┌─ Records for processing

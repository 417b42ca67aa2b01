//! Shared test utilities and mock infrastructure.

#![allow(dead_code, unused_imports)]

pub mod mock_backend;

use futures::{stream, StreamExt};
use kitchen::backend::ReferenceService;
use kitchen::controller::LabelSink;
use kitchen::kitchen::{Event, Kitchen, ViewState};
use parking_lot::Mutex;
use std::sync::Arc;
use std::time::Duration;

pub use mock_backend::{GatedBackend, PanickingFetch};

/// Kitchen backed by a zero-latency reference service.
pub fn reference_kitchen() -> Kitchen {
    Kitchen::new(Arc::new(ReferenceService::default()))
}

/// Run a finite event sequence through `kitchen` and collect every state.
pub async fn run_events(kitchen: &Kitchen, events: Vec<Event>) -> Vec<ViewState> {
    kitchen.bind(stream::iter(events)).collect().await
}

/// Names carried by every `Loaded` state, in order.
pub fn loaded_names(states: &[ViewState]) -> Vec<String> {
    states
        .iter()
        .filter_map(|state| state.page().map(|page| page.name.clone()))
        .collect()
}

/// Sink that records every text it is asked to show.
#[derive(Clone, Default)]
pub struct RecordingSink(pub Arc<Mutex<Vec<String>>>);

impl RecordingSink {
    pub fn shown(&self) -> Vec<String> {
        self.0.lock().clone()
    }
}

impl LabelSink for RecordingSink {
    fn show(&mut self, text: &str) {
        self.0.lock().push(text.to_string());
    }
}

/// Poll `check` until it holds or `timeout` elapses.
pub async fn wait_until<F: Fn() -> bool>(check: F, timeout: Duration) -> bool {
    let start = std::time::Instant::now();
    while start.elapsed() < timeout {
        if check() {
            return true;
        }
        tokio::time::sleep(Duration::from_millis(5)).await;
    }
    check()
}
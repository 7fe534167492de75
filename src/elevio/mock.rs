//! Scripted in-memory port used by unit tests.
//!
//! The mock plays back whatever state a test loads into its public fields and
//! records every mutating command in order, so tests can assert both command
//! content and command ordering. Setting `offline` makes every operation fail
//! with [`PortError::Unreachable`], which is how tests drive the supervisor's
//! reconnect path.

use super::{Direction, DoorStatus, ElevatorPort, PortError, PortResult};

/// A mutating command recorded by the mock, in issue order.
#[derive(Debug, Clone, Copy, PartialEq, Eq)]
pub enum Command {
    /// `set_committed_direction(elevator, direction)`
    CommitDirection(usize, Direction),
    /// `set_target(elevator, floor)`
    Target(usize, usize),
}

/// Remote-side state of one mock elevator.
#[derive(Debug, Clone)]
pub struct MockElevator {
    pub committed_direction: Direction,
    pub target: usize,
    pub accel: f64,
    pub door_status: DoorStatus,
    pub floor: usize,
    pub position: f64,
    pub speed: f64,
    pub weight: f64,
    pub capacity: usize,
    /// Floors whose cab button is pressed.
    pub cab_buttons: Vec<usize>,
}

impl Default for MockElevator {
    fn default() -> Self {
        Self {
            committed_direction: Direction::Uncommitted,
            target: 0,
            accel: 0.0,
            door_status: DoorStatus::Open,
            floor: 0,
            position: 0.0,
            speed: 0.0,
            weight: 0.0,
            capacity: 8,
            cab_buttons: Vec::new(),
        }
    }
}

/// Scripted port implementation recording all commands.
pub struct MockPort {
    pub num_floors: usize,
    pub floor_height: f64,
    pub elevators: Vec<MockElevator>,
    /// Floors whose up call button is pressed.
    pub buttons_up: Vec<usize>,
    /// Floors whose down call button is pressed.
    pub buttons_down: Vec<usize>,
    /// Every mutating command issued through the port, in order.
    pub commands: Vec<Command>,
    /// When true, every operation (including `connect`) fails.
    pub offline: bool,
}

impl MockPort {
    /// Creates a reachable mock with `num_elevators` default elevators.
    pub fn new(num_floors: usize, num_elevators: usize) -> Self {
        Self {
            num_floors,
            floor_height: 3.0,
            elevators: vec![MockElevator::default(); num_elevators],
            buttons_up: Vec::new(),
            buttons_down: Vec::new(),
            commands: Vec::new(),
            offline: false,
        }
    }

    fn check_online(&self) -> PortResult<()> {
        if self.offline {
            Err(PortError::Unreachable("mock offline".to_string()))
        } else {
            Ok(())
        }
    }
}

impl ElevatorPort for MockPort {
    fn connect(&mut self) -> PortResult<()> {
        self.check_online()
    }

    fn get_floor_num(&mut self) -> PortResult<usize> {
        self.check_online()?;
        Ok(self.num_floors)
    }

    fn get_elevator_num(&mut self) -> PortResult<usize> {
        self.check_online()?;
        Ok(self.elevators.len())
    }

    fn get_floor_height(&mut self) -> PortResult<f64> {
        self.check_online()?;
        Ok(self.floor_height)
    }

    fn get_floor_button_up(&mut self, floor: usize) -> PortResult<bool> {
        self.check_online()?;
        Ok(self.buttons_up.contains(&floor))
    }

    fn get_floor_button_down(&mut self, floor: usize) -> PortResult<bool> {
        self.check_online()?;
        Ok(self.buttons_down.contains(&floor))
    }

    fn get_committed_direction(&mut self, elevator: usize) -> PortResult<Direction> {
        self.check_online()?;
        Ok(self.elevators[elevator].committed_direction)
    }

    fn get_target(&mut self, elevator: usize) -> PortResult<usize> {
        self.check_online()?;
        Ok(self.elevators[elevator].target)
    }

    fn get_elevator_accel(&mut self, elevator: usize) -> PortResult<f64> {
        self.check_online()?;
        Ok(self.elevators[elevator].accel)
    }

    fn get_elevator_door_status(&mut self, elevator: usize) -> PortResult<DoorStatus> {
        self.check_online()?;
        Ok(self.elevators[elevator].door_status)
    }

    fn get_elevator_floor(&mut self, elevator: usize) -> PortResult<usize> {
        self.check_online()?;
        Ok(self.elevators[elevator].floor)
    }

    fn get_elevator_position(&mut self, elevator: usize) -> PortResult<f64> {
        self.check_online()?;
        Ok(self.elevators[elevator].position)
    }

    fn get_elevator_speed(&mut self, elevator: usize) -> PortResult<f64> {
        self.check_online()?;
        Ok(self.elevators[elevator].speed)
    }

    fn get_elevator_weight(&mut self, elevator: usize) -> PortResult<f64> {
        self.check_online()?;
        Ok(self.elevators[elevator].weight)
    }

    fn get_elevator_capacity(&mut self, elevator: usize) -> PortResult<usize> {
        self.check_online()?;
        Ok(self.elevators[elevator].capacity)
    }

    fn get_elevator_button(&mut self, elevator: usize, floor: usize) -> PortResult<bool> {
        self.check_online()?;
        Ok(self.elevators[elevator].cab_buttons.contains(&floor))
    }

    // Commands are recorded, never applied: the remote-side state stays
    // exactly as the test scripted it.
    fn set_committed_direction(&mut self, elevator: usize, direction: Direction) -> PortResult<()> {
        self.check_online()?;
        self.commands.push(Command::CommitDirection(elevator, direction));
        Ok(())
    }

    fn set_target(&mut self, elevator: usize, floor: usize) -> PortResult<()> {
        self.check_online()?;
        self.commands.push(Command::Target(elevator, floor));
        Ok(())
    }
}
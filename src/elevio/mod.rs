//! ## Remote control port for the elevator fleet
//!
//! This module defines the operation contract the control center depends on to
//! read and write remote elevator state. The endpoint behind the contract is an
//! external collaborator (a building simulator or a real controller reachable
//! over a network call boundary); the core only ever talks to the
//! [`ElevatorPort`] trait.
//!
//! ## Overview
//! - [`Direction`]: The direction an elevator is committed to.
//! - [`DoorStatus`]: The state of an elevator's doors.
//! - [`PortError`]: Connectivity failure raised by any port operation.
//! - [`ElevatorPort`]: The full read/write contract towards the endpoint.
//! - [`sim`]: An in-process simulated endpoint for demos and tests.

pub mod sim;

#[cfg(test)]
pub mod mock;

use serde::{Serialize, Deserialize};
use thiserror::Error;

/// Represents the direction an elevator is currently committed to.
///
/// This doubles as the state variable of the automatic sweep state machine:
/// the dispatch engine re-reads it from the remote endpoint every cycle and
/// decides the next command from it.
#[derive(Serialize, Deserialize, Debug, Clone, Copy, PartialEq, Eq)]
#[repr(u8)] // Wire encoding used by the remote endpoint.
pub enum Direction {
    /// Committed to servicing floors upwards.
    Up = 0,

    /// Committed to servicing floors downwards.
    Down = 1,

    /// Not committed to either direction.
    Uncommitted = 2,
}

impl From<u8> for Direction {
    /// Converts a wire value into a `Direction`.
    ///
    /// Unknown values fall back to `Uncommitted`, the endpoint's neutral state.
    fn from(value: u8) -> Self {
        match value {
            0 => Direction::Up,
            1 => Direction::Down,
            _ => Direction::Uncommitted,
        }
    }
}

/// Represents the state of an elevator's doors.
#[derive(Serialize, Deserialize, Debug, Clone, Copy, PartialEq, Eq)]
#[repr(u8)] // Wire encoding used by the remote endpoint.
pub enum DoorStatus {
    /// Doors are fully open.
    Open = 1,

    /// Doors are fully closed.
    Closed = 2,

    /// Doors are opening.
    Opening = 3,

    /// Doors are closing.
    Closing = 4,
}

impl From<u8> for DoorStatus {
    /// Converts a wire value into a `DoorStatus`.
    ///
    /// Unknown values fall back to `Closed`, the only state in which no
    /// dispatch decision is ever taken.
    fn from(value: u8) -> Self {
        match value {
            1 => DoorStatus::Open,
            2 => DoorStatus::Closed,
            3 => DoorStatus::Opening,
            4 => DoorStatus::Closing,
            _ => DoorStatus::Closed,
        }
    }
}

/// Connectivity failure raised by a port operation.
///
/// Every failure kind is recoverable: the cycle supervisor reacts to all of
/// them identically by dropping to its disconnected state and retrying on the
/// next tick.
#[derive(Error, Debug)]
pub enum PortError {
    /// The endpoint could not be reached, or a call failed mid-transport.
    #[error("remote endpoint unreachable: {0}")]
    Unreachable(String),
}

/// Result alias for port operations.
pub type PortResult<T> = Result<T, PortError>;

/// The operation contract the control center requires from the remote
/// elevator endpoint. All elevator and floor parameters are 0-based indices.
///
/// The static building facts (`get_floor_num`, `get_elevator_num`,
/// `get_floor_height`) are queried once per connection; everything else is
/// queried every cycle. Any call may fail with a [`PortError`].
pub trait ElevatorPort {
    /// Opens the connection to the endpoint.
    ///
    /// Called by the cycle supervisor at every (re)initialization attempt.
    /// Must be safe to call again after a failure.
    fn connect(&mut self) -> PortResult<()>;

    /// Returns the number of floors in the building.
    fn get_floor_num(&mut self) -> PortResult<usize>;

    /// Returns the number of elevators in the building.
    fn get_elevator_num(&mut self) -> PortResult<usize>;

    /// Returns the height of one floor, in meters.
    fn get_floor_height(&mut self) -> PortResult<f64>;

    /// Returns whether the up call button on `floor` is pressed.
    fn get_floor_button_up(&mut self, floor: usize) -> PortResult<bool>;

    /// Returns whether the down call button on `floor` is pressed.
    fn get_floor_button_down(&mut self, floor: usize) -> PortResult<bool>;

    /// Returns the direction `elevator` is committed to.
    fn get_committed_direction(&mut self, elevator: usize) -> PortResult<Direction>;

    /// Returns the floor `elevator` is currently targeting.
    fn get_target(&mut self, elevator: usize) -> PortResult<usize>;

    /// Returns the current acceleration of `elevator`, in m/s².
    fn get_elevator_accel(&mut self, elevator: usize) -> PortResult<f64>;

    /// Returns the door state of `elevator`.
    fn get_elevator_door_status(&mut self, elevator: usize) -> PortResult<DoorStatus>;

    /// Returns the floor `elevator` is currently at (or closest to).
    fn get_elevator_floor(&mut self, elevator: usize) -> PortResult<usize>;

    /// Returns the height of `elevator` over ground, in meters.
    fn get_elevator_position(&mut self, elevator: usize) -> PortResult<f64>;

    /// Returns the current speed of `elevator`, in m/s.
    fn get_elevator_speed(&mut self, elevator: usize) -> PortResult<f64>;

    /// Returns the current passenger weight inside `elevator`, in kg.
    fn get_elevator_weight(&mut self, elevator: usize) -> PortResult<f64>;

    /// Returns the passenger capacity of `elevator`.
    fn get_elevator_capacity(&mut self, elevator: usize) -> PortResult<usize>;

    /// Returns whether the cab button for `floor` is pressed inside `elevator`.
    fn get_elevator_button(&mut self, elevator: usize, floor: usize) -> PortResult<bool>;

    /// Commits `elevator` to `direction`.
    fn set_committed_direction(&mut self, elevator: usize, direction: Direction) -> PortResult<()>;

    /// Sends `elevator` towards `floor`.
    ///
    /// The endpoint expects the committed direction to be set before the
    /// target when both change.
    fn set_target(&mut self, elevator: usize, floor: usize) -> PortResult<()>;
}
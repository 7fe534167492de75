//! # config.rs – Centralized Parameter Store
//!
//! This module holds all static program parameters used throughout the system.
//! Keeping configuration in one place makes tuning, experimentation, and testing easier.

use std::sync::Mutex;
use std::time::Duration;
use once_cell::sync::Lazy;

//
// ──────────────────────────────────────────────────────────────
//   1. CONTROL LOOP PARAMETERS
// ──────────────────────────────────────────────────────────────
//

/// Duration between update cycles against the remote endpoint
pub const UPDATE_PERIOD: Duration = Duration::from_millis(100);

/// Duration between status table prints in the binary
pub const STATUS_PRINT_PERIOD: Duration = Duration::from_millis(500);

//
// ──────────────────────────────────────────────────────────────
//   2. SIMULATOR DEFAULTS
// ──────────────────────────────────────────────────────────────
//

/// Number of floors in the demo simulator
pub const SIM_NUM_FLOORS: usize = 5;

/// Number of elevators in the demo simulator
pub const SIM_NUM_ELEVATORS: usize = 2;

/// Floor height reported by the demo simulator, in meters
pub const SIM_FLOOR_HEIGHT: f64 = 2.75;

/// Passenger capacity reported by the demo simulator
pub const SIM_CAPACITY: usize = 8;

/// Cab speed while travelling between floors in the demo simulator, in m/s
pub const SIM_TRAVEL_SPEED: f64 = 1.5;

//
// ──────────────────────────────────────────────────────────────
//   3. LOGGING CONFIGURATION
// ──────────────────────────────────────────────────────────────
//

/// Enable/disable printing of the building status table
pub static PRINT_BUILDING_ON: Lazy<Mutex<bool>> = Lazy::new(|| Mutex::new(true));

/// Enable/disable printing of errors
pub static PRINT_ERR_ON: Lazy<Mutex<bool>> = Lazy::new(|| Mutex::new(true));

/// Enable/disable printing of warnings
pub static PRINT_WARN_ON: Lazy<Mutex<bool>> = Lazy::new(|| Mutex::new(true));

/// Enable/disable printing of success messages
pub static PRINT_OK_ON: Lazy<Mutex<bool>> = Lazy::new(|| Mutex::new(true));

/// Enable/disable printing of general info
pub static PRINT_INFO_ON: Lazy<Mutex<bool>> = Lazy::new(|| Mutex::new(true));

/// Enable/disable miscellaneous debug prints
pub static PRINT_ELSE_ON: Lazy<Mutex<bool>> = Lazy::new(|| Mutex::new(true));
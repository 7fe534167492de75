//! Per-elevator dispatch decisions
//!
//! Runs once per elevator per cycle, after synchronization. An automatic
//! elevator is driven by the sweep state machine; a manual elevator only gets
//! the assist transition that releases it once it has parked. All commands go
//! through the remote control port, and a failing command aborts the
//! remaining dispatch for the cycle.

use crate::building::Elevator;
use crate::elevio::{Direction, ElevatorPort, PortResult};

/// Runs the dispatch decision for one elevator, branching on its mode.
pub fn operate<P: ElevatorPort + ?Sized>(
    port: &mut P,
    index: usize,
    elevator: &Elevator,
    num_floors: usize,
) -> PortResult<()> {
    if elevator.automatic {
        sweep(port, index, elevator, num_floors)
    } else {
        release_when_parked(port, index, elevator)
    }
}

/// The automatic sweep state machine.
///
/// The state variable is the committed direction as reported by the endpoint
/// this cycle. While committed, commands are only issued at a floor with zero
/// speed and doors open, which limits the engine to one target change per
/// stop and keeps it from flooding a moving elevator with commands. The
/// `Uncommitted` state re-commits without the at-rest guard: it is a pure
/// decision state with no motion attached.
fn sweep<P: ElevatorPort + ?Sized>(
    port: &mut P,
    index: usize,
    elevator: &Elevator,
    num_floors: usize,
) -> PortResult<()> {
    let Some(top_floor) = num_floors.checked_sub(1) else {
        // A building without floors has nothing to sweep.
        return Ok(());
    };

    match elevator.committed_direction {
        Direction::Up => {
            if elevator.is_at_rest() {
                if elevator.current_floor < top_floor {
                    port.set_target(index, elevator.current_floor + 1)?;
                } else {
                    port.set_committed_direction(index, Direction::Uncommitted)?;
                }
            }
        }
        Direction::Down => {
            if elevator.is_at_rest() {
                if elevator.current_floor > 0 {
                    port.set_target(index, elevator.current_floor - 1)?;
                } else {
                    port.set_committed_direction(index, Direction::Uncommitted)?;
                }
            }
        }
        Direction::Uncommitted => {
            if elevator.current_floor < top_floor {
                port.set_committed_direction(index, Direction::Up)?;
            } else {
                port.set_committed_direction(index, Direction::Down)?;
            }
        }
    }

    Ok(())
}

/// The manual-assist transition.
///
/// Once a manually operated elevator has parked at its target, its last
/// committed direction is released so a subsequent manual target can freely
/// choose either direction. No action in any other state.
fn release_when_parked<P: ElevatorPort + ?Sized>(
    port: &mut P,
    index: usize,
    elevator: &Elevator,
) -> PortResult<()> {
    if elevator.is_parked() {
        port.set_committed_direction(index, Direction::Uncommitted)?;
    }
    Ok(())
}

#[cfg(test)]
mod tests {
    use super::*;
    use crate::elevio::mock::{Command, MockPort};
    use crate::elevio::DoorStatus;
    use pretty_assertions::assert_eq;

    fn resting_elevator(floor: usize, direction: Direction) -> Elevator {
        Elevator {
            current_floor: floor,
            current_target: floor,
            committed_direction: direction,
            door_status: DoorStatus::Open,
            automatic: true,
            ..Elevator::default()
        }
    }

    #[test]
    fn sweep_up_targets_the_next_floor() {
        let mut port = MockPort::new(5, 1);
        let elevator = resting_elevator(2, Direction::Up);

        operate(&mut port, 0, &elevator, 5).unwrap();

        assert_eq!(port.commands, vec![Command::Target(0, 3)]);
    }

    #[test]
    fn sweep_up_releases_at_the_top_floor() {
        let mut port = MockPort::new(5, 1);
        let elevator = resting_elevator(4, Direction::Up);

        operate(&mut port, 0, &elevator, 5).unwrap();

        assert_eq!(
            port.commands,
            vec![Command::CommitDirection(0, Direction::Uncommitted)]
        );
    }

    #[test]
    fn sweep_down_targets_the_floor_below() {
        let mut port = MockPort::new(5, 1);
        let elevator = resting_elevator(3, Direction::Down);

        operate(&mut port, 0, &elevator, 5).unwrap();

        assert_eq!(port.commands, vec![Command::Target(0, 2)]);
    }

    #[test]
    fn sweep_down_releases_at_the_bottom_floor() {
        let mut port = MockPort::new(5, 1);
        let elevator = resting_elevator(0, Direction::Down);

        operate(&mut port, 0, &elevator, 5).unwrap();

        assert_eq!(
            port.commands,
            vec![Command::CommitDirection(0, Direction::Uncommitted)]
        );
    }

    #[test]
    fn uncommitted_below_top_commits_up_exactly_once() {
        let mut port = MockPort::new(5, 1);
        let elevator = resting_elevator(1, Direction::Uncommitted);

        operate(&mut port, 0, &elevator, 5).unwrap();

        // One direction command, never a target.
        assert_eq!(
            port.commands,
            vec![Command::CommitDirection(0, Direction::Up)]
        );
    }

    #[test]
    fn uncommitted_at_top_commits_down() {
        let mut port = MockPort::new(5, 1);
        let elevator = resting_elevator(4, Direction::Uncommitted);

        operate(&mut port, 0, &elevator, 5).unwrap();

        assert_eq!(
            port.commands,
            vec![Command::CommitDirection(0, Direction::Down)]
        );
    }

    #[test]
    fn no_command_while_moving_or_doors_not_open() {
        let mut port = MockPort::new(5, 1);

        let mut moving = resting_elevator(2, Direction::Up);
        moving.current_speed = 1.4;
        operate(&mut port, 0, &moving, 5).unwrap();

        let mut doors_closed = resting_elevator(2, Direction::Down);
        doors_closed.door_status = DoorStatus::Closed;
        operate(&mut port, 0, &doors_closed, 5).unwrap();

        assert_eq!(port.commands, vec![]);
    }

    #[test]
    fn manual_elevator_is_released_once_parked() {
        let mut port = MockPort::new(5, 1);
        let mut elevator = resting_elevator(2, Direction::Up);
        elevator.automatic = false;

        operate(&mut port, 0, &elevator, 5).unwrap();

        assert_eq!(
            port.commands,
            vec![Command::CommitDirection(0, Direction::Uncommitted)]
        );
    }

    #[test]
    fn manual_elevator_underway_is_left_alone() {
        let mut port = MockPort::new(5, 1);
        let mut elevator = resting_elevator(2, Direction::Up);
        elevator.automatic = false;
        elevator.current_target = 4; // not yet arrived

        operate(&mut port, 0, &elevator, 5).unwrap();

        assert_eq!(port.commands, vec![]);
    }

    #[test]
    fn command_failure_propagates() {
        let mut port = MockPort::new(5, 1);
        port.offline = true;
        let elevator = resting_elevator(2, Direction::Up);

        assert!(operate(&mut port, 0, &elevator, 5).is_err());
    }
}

└─

* **Your task**:
Please return the lines above that run from the line containing "simulator, in meters" to the line containing "building status table", inclusive, exactly and with no other lines.

* **Response to this task**:
/// Floor height reported by the demo simulator, in meters
pub const SIM_FLOOR_HEIGHT: f64 = 2.75;

/// Passenger capacity reported by the demo simulator
pub const SIM_CAPACITY: usize = 8;

/// Cab speed while travelling between floors in the demo simulator, in m/s
pub const SIM_TRAVEL_SPEED: f64 = 1.5;

//
// ──────────────────────────────────────────────────────────────
//   3. LOGGING CONFIGURATION
// ──────────────────────────────────────────────────────────────
//

/// Enable/disable printing of the building status table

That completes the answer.